Verizon shifts FiOS plan to encourage more subscribers

Verizon, which is throttling back plans to expand FiOS while putting more emphasis on building a subscriber base throughout areas where the service has been started, is adding a couple more incentives for first-time users: a "try-out" period and month-to-month (contract-free) pricing.

Both plans aim to bring in consumers who may have been put off by the telco's demand for service agreements. Since it costs about $1,350 to install a FiOS system, Verizon had sought a two-year contract agreement from new subs to prevent them from quickly abandoning the service.
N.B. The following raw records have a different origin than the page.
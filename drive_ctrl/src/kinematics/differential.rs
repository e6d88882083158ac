//! Differential drive kinematics

// ---------------------------------------------------------------------------
// IMPORTS
// ---------------------------------------------------------------------------

// External
use serde::{Deserialize, Serialize};

// Internal
use super::{ChassisSpeeds, KinematicsError};

// ---------------------------------------------------------------------------
// DATA STRUCTURES
// ---------------------------------------------------------------------------

/// Kinematics for a differential (tank) drivetrain.
#[derive(Debug, Clone, Serialize, Deserialize)]
pub struct DifferentialDriveKinematics {
    /// Distance between the left and right wheel centrelines
    trackwidth_m: f64,
}

/// Per-side wheel speeds of a differential drivetrain.
#[derive(Debug, Copy, Clone, Default, Serialize, Deserialize)]
pub struct DifferentialDriveWheelSpeeds {
    /// Left side speed
    pub left_ms: f64,

    /// Right side speed
    pub right_ms: f64,
}

// ---------------------------------------------------------------------------
// IMPLEMENTATIONS
// ---------------------------------------------------------------------------

impl DifferentialDriveKinematics {
    /// Create kinematics for the given trackwidth.
    ///
    /// A non-positive or non-finite trackwidth cannot resolve the angular
    /// degree of freedom and is rejected here rather than at call time.
    pub fn new(trackwidth_m: f64) -> Result<Self, KinematicsError> {
        if !trackwidth_m.is_finite() || trackwidth_m <= 0.0 {
            return Err(KinematicsError::DegenerateGeometry(format!(
                "trackwidth must be positive and finite, got {}",
                trackwidth_m
            )));
        }

        Ok(Self { trackwidth_m })
    }

    /// Get the trackwidth the kinematics were built with.
    pub fn trackwidth_m(&self) -> f64 {
        self.trackwidth_m
    }

    /// Convert a chassis velocity into per-side wheel speeds.
    ///
    /// The `vy` component of the command is unreachable for this topology and
    /// is ignored.
    pub fn to_wheel_speeds(&self, speeds: &ChassisSpeeds) -> DifferentialDriveWheelSpeeds {
        DifferentialDriveWheelSpeeds {
            left_ms: speeds.vx_ms - speeds.omega_rads * self.trackwidth_m / 2.0,
            right_ms: speeds.vx_ms + speeds.omega_rads * self.trackwidth_m / 2.0,
        }
    }

    /// Convert per-side wheel speeds into a chassis velocity.
    pub fn to_chassis_speeds(&self, wheel_speeds: &DifferentialDriveWheelSpeeds) -> ChassisSpeeds {
        ChassisSpeeds {
            vx_ms: (wheel_speeds.left_ms + wheel_speeds.right_ms) / 2.0,
            vy_ms: 0.0,
            omega_rads: (wheel_speeds.right_ms - wheel_speeds.left_ms) / self.trackwidth_m,
        }
    }
}

impl DifferentialDriveWheelSpeeds {
    /// Scale both wheel speeds down so neither exceeds the attainable
    /// maximum, preserving their ratio.
    ///
    /// Speeds already within the limit are left untouched, so desaturating
    /// twice is the same as desaturating once.
    pub fn desaturate(&mut self, attainable_max_speed_ms: f64) {
        let real_max = self.left_ms.abs().max(self.right_ms.abs());

        if real_max > attainable_max_speed_ms {
            let scale = attainable_max_speed_ms / real_max;
            self.left_ms *= scale;
            self.right_ms *= scale;
        }
    }
}

// ---------------------------------------------------------------------------
// TESTS
// ---------------------------------------------------------------------------
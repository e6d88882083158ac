//! Planar rotation

// ---------------------------------------------------------------------------
// IMPORTS
// ---------------------------------------------------------------------------

// External
use serde::{Deserialize, Serialize};
use std::ops::{Add, Neg, Sub};

// Internal
use util::maths::epsilon_eq;

// ---------------------------------------------------------------------------
// DATA STRUCTURES
// ---------------------------------------------------------------------------

/// A rotation in the plane.
///
/// The rotation is stored as its cosine and sine rather than a raw angle, so
/// that composing rotations stays numerically stable across the +/-pi
/// wraparound.
#[derive(Debug, Copy, Clone, Serialize, Deserialize)]
pub struct Rotation2d {
    /// Cosine of the rotation
    cos: f64,

    /// Sine of the rotation
    sin: f64,
}

// ---------------------------------------------------------------------------
// IMPLEMENTATIONS
// ---------------------------------------------------------------------------

impl Rotation2d {
    /// Create a new rotation from an angle in radians.
    pub fn new(angle_rad: f64) -> Self {
        Self {
            cos: angle_rad.cos(),
            sin: angle_rad.sin(),
        }
    }

    /// Create a new rotation from raw cosine and sine components.
    ///
    /// The components are normalised onto the unit circle. A near-zero
    /// component pair is treated as the identity rotation rather than
    /// producing a division by zero.
    pub fn from_components(cos: f64, sin: f64) -> Self {
        let magnitude = cos.hypot(sin);

        if magnitude > 1e-6 {
            Self {
                cos: cos / magnitude,
                sin: sin / magnitude,
            }
        } else {
            Self { cos: 1.0, sin: 0.0 }
        }
    }

    /// Get the angle of the rotation in radians, in the range `[-pi, pi]`.
    pub fn radians(&self) -> f64 {
        self.sin.atan2(self.cos)
    }

    /// Get the angle of the rotation in degrees.
    pub fn degrees(&self) -> f64 {
        self.radians().to_degrees()
    }

    /// Get the cosine of the rotation.
    pub fn cos(&self) -> f64 {
        self.cos
    }

    /// Get the sine of the rotation.
    pub fn sin(&self) -> f64 {
        self.sin
    }

    /// Compose this rotation with another.
    ///
    /// This is done with the rotation matrix product rather than by adding
    /// angles, which keeps the result exact across wraparound.
    pub fn rotate_by(&self, other: &Rotation2d) -> Self {
        Self::from_components(
            self.cos * other.cos - self.sin * other.sin,
            self.cos * other.sin + self.sin * other.cos,
        )
    }

    /// True if the two rotations are within `epsilon` of each other, measured
    /// on the unit circle.
    pub fn epsilon_eq(&self, other: &Rotation2d, epsilon: f64) -> bool {
        epsilon_eq(
            (self.cos - other.cos).hypot(self.sin - other.sin),
            0.0,
            epsilon,
        )
    }
}

impl Default for Rotation2d {
    fn default() -> Self {
        Self { cos: 1.0, sin: 0.0 }
    }
}

impl Add for Rotation2d {
    type Output = Rotation2d;

    fn add(self, rhs: Rotation2d) -> Self::Output {
        self.rotate_by(&rhs)
    }
}

impl Sub for Rotation2d {
    type Output = Rotation2d;

    fn sub(self, rhs: Rotation2d) -> Self::Output {
        self.rotate_by(&-rhs)
    }
}

impl Neg for Rotation2d {
    type Output = Rotation2d;

    fn neg(self) -> Self::Output {
        Self {
            cos: self.cos,
            sin: -self.sin,
        }
    }
}

// ---------------------------------------------------------------------------
// TESTS
// ---------------------------------------------------------------------------
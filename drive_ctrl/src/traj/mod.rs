//! # Trajectory module
//!
//! Time-parameterized paths and the constraints used to generate them. A
//! geometric path (poses with curvature) is pushed through
//! [`time_parameterize`], which finds the fastest velocity profile along
//! the path that honours every active [`TrajectoryConstraint`], producing a
//! [`Trajectory`] that controllers sample by time.

// ---------------------------------------------------------------------------
// MODULES
// ---------------------------------------------------------------------------

pub mod constraint;
mod parameterize;
mod trajectory;

// ---------------------------------------------------------------------------
// EXPORTS
// ---------------------------------------------------------------------------

pub use parameterize::*;
pub use trajectory::*;

// ---------------------------------------------------------------------------
// IMPORTS
// ---------------------------------------------------------------------------

// External
use thiserror::Error;

// ---------------------------------------------------------------------------
// ENUMERATIONS
// ---------------------------------------------------------------------------

/// Errors that can occur while building or parameterizing a trajectory.
#[derive(Debug, Error)]
pub enum TrajectoryError {
    #[error("A trajectory must contain at least one state")]
    EmptyTrajectory,

    #[error("Trajectory states must have monotonically increasing timestamps")]
    NotTimeOrdered,

    #[error(
        "The acceleration constraints are infeasible at path point {index}: \
         min {min_mss} m/s^2 exceeds max {max_mss} m/s^2"
    )]
    InfeasibleConstraints {
        index: usize,
        min_mss: f64,
        max_mss: f64,
    },

    #[error("Cannot integrate time along the path: {0}")]
    MalformedProfile(String),

    #[error("Invalid parameterization config: {0}")]
    InvalidConfig(String),
}
//! Discrete LQR gain synthesis

// ---------------------------------------------------------------------------
// IMPORTS
// ---------------------------------------------------------------------------

// External
use nalgebra::DMatrix;

// Internal
use super::LtvError;

// ---------------------------------------------------------------------------
// CONSTANTS
// ---------------------------------------------------------------------------

/// Convergence tolerance on the Riccati fixed-point iteration.
const DARE_TOLERANCE: f64 = 1e-10;

/// Iteration cap on the Riccati fixed-point iteration.
const DARE_MAX_ITERATIONS: usize = 10_000;

// ---------------------------------------------------------------------------
// PUBLIC FUNCTIONS
// ---------------------------------------------------------------------------

/// Discretize the continuous state-space pair (A, B) with a zero-order hold
/// over `dt_s`, via the matrix exponential of the augmented matrix
/// `[[A, B], [0, 0]] * dt`.
pub fn discretize_ab(
    a: &DMatrix<f64>,
    b: &DMatrix<f64>,
    dt_s: f64,
) -> (DMatrix<f64>, DMatrix<f64>) {
    let states = a.nrows();
    let inputs = b.ncols();
    let size = states + inputs;

    let mut augmented = DMatrix::<f64>::zeros(size, size);
    augmented
        .slice_mut((0, 0), (states, states))
        .copy_from(&(a * dt_s));
    augmented
        .slice_mut((0, states), (states, inputs))
        .copy_from(&(b * dt_s));

    let phi = augmented.exp();

    let a_d = phi.slice((0, 0), (states, states)).clone_owned();
    let b_d = phi.slice((0, states), (states, inputs)).clone_owned();

    (a_d, b_d)
}

/// Solve the discrete algebraic Riccati equation for the discretized pair
/// (Ad, Bd) with cost matrices Q and R, by fixed-point iteration from
/// `X = Q`.
pub fn dare(
    a_d: &DMatrix<f64>,
    b_d: &DMatrix<f64>,
    q: &DMatrix<f64>,
    r: &DMatrix<f64>,
) -> Result<DMatrix<f64>, LtvError> {
    let mut x = q.clone();

    for _ in 0..DARE_MAX_ITERATIONS {
        let inner = (r + b_d.transpose() * &x * b_d)
            .try_inverse()
            .ok_or(LtvError::SingularCostMatrix)?;

        let x_next = a_d.transpose() * &x * a_d
            - a_d.transpose() * &x * b_d * inner * b_d.transpose() * &x * a_d
            + q;

        let delta = (&x_next - &x).norm();
        x = x_next;

        if delta < DARE_TOLERANCE {
            return Ok(x);
        }
    }

    Err(LtvError::DareNotConverged)
}

/// Compute the discrete LQR state-feedback gain for the continuous pair
/// (A, B) with Bryson-style element maxima discretized at `dt_s`:
///
/// `K = (R + Bd' S Bd)^-1 Bd' S Ad`
pub fn lqr_gain(
    a: &DMatrix<f64>,
    b: &DMatrix<f64>,
    q: &DMatrix<f64>,
    r: &DMatrix<f64>,
    dt_s: f64,
) -> Result<DMatrix<f64>, LtvError> {
    let (a_d, b_d) = discretize_ab(a, b, dt_s);
    let s = dare(&a_d, &b_d, q, r)?;

    let inner = (r + b_d.transpose() * &s * &b_d)
        .try_inverse()
        .ok_or(LtvError::SingularCostMatrix)?;

    Ok(inner * b_d.transpose() * s * a_d)
}

/// Bryson's rule cost matrix: a diagonal of `1 / max_i^2` for each element
/// maximum.
pub fn bryson_cost(maxima: &[f64]) -> DMatrix<f64> {
    let mut q = DMatrix::<f64>::zeros(maxima.len(), maxima.len());
    for (i, max) in maxima.iter().enumerate() {
        q[(i, i)] = 1.0 / (max * max);
    }
    q
}

// ---------------------------------------------------------------------------
// TESTS
// ---------------------------------------------------------------------------

#[cfg(test)]
mod test {
    use super::*;

    #[test]
    fn test_discretize_integrator() {
        // A pure integrator x' = u discretizes to x[k+1] = x[k] + u dt
        let a = DMatrix::from_row_slice(1, 1, &[0.0]);
        let b = DMatrix::from_row_slice(1, 1, &[1.0]);

        let (a_d, b_d) = discretize_ab(&a, &b, 0.02);
        assert!((a_d[(0, 0)] - 1.0).abs() < 1e-12);
        assert!((b_d[(0, 0)] - 0.02).abs() < 1e-12);
    }

    #[test]
    fn test_discretize_first_order_lag() {
        // x' = -x has the exact solution a_d = e^(-dt)
        let a = DMatrix::from_row_slice(1, 1, &[-1.0]);
        let b = DMatrix::from_row_slice(1, 1, &[1.0]);

        let (a_d, _) = discretize_ab(&a, &b, 0.1);
        assert!((a_d[(0, 0)] - (-0.1f64).exp()).abs() < 1e-9);
    }

    #[test]
    fn test_lqr_stabilizes_double_integrator() {
        let dt_s = 0.02;
        let a = DMatrix::from_row_slice(2, 2, &[0.0, 1.0, 0.0, 0.0]);
        let b = DMatrix::from_row_slice(2, 1, &[0.0, 1.0]);
        let q = bryson_cost(&[0.1, 1.0]);
        let r = bryson_cost(&[12.0]);

        let k = lqr_gain(&a, &b, &q, &r, dt_s).unwrap();
        assert_eq!(k.nrows(), 1);
        assert_eq!(k.ncols(), 2);

        // Simulate the closed loop from an offset and check it converges
        let (a_d, b_d) = discretize_ab(&a, &b, dt_s);
        let mut x = DMatrix::from_row_slice(2, 1, &[1.0, 0.0]);
        for _ in 0..2000 {
            let u = -&k * &x;
            x = &a_d * x + &b_d * u;
        }

        assert!(x[(0, 0)].abs() < 1e-3);
        assert!(x[(1, 0)].abs() < 1e-3);
    }

    #[test]
    fn test_bryson_cost_diagonal() {
        let q = bryson_cost(&[2.0, 4.0]);
        assert!((q[(0, 0)] - 0.25).abs() < 1e-12);
        assert!((q[(1, 1)] - 0.0625).abs() < 1e-12);
        assert_eq!(q[(0, 1)], 0.0);
    }
}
Now, faced with the need to boost sign-ups, Verizon has implemented a try-out period that eliminates early termination fees and puts pressure on cable and satellite competitors to do the same. It's also expanded nationwide a plan it launched in Tampa and later Pennsylvania that lets subscribers pay on a monthly basis. Even that has been put into the bargain basement since the trial called for a $20 a month extra fee for the pricing plan and the nationwide rollout offers it at the normal $99.99 a month price.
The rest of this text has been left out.